Segment Start: Exercise data
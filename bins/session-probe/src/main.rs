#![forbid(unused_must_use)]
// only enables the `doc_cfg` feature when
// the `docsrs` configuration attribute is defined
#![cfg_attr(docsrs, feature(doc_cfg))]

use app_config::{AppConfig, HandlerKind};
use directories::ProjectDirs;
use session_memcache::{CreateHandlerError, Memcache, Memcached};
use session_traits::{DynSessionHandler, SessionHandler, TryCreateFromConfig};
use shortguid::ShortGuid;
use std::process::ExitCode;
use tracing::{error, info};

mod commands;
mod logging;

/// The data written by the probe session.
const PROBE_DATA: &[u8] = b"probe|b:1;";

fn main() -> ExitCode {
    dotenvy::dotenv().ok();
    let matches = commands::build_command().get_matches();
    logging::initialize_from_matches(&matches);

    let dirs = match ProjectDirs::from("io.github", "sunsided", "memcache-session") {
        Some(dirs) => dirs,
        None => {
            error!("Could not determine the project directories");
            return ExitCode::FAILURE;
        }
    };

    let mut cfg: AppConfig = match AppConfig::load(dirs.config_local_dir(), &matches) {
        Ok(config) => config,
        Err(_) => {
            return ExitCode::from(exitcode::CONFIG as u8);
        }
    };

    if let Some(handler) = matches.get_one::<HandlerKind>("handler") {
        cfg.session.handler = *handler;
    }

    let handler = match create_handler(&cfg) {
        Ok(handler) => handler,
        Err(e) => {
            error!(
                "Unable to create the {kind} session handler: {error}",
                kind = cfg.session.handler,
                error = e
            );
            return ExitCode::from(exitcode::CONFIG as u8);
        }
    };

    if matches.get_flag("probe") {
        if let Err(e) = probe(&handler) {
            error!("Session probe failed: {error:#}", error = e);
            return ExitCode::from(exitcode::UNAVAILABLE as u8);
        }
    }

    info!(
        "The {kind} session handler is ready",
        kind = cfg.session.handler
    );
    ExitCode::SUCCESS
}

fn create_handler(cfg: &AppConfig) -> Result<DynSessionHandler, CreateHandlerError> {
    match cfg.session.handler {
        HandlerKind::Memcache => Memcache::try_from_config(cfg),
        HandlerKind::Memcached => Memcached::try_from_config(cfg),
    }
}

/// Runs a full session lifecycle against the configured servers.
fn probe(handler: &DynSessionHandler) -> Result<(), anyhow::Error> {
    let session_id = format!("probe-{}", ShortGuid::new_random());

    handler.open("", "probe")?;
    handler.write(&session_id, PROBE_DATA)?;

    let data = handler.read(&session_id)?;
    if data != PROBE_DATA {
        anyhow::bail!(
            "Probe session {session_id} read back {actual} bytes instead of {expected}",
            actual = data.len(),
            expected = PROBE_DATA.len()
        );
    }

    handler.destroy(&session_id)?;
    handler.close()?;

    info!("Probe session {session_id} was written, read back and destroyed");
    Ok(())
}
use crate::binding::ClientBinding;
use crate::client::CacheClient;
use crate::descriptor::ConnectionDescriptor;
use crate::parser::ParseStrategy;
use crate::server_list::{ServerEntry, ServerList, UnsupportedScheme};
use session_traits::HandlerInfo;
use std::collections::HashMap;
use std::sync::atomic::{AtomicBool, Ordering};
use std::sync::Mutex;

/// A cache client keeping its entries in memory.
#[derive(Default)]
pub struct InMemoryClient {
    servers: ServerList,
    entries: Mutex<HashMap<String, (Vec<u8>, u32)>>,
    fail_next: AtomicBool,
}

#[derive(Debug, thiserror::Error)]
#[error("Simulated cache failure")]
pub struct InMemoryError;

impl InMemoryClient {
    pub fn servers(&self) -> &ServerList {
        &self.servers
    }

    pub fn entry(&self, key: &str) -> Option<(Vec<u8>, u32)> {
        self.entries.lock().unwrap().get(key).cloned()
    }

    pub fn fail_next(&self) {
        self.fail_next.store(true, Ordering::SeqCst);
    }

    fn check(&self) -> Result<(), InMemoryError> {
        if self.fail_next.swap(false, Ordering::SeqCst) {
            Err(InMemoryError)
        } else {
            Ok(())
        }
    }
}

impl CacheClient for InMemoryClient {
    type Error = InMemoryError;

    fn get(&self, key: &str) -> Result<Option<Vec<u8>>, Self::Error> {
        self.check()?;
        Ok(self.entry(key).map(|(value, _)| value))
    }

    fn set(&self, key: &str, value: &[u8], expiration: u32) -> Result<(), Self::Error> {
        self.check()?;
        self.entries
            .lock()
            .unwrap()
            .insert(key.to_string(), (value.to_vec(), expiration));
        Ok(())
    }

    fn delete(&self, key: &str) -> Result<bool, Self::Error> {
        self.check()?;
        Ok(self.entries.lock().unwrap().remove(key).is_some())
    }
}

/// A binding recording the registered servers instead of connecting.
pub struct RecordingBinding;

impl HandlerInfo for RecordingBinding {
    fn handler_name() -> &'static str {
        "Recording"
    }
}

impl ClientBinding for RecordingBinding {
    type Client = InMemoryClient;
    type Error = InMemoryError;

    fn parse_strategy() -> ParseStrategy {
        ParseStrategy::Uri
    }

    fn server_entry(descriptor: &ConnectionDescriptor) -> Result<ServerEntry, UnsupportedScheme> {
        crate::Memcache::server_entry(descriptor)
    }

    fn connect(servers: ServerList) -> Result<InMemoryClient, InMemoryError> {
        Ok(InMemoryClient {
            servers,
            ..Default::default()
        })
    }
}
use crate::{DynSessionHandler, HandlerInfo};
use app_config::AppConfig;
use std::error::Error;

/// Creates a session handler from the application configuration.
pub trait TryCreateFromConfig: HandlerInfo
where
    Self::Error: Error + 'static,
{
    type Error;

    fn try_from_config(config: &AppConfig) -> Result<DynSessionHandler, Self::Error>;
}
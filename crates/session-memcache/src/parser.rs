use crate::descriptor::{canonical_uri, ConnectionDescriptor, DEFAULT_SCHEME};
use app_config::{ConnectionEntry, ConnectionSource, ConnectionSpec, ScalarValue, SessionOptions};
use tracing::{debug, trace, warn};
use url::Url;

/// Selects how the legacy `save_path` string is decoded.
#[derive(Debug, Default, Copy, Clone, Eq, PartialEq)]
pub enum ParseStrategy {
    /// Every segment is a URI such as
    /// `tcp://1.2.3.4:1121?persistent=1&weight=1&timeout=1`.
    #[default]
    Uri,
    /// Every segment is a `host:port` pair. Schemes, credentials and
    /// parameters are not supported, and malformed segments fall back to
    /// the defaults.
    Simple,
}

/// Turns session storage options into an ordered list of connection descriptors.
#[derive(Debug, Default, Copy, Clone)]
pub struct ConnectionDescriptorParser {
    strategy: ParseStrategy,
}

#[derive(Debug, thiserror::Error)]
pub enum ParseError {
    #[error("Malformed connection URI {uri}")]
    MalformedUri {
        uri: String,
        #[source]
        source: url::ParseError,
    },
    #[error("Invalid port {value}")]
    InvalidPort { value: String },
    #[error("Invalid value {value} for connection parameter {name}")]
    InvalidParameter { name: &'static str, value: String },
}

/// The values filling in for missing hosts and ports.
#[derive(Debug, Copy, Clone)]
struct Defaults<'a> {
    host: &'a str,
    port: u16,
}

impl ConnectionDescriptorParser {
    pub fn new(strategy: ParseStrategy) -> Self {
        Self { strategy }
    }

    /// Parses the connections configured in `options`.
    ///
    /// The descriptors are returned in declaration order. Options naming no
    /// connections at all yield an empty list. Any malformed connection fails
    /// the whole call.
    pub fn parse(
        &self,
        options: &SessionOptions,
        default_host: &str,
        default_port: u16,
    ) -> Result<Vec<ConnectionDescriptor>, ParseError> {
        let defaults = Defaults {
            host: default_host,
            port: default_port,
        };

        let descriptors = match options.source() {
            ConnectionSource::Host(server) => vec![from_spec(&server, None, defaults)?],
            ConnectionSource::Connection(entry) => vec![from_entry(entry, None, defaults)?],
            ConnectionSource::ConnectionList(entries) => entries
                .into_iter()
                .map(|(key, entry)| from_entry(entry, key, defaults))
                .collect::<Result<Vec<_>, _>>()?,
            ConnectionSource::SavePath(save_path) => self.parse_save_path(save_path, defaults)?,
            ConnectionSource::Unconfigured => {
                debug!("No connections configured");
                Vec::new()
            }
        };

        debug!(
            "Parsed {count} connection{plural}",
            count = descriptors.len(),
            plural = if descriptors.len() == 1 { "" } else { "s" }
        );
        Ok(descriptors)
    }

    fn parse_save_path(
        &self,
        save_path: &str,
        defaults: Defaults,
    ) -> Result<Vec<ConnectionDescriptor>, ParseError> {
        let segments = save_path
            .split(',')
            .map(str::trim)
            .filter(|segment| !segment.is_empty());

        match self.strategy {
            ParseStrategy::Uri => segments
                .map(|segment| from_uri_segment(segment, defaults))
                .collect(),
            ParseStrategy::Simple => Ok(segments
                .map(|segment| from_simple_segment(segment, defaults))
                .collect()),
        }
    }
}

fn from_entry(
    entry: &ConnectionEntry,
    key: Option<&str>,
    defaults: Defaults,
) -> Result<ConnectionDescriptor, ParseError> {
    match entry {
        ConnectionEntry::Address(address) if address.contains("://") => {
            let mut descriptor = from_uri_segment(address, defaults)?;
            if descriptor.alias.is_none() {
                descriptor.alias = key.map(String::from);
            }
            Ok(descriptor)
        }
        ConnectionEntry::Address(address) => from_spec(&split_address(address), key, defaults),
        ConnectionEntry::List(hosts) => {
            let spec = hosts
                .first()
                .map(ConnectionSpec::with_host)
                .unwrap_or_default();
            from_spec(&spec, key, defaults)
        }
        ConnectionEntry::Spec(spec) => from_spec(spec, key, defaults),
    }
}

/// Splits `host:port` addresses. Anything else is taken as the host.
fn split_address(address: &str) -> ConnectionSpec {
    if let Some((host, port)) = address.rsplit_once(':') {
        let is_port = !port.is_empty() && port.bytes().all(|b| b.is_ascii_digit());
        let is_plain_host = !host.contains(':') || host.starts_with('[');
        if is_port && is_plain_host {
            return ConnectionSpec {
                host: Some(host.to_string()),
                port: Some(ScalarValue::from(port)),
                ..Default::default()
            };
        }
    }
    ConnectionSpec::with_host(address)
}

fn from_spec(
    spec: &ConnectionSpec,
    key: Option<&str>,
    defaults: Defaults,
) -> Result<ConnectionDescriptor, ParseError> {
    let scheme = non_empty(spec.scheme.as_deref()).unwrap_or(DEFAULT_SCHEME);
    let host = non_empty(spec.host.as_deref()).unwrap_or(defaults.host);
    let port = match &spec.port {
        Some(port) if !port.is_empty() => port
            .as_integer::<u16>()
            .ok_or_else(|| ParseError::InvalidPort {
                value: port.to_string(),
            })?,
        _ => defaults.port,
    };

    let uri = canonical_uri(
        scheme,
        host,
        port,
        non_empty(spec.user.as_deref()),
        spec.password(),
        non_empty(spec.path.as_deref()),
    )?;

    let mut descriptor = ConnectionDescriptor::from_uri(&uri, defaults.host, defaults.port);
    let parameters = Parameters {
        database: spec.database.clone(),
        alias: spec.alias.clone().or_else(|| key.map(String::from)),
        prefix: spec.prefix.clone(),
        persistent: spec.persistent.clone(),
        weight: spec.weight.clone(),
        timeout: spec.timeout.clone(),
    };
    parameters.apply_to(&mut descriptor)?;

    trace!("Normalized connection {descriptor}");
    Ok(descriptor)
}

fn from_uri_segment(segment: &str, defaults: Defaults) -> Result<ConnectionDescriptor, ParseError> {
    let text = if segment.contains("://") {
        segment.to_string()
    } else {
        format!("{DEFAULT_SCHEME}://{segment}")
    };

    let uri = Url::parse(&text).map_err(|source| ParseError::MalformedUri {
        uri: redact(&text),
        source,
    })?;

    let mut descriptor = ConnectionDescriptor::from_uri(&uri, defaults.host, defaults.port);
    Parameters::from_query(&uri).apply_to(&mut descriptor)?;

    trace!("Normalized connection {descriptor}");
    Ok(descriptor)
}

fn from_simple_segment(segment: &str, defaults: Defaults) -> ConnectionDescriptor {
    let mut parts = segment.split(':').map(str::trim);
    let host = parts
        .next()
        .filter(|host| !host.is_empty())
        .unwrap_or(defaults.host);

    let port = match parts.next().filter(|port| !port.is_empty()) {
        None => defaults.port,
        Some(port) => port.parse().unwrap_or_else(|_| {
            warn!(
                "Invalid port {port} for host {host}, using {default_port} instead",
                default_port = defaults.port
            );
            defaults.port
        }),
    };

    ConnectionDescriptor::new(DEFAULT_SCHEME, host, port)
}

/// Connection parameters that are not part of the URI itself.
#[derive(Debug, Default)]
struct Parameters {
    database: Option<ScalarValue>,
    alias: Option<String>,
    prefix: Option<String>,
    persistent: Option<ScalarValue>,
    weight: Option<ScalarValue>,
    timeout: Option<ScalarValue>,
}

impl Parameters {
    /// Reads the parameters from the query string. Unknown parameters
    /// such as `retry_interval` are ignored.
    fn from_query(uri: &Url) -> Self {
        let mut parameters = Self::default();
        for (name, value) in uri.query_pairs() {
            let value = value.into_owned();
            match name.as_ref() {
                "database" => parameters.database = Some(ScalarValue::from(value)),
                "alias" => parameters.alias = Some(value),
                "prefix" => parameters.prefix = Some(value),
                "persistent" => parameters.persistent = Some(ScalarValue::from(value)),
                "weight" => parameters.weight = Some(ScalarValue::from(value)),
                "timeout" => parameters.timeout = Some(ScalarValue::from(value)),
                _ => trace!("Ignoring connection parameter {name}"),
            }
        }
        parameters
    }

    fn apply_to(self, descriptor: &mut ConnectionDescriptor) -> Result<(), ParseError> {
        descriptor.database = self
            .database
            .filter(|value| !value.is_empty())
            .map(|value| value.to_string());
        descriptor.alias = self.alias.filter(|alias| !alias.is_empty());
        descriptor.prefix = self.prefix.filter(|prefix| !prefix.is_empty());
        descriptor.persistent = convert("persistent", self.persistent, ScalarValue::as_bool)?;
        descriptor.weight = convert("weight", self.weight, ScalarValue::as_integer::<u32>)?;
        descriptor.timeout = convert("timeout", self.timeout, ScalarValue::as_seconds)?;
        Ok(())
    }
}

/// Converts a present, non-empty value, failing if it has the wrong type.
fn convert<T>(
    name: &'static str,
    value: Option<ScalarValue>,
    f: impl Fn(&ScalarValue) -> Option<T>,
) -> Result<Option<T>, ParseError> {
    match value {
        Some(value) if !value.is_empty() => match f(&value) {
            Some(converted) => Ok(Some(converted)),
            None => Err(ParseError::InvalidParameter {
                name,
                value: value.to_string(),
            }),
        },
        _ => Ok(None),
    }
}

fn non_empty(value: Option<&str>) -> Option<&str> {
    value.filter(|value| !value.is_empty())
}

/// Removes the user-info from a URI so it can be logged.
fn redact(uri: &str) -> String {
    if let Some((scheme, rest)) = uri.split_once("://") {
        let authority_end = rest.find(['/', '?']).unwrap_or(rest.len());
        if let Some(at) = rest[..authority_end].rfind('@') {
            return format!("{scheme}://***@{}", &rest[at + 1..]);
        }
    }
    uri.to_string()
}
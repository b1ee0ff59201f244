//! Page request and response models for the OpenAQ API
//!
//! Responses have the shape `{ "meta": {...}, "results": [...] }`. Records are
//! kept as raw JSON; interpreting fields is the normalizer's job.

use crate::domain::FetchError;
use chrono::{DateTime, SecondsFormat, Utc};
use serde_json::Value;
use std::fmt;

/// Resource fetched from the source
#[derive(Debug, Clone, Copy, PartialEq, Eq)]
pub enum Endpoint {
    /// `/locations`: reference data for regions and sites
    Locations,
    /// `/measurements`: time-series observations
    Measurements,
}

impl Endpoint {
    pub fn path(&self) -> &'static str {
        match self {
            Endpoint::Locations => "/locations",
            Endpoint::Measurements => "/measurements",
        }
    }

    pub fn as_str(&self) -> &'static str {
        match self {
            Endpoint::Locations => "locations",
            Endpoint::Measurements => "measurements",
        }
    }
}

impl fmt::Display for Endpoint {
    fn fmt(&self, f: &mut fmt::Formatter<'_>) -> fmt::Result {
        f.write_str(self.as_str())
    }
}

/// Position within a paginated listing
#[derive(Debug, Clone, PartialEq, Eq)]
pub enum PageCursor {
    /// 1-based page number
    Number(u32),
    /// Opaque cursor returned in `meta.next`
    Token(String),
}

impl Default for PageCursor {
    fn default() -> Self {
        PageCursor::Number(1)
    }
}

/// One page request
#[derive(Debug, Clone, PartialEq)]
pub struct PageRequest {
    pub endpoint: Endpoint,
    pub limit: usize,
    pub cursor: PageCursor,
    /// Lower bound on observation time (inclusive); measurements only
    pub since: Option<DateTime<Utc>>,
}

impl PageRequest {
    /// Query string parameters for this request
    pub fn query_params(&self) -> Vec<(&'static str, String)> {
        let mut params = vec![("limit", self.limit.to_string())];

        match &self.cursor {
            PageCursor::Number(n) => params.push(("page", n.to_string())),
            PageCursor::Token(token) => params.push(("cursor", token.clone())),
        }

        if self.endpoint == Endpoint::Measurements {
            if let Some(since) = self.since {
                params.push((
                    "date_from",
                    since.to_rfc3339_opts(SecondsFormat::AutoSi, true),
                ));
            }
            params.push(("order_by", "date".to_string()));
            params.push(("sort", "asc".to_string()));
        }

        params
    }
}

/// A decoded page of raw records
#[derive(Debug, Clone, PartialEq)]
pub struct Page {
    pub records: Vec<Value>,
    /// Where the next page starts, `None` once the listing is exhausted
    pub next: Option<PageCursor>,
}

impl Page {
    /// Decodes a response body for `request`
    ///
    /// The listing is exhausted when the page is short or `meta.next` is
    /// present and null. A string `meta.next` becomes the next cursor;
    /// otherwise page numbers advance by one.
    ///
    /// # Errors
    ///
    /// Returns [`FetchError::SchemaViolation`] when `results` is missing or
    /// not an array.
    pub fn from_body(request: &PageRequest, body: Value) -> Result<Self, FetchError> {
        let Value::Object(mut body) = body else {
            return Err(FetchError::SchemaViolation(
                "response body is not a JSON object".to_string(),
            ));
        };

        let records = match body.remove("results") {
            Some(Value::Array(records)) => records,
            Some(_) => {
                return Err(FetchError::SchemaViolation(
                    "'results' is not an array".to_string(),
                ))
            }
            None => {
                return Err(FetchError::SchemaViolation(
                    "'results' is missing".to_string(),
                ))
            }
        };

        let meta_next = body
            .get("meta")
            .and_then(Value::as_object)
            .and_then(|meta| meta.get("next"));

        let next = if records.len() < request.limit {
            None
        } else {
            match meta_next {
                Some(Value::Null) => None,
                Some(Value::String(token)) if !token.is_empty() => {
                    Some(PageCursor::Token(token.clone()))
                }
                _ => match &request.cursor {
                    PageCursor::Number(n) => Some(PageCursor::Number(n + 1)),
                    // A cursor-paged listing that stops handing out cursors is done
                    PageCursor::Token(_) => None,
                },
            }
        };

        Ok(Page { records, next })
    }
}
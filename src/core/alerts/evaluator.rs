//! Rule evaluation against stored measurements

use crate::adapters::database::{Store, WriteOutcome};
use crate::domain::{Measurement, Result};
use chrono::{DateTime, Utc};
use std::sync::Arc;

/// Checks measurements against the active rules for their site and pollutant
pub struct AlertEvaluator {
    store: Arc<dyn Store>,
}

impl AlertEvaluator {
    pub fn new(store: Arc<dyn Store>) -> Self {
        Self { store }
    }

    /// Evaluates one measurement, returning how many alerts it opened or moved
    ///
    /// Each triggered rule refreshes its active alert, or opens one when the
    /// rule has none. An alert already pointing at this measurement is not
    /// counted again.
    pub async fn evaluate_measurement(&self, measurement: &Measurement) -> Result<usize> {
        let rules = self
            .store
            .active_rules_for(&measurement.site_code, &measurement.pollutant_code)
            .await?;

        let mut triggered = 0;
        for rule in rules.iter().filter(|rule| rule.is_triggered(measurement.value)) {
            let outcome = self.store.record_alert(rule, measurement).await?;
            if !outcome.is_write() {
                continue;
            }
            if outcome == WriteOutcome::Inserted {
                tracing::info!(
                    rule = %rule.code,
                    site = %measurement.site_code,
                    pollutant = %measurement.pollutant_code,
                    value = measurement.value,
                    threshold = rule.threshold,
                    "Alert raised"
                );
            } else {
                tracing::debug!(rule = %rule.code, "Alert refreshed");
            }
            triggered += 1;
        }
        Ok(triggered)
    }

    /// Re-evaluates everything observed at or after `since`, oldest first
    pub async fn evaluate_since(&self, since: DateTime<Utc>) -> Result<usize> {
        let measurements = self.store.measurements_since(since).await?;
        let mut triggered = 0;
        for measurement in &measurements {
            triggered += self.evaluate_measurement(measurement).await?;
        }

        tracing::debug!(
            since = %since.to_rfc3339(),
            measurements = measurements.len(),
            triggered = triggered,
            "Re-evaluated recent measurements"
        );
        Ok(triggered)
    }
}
Segment End: Exercise data
Search the data above for the word "struct" and count the lines where it appears. Only the number should be given.

» **Exercise result**:
9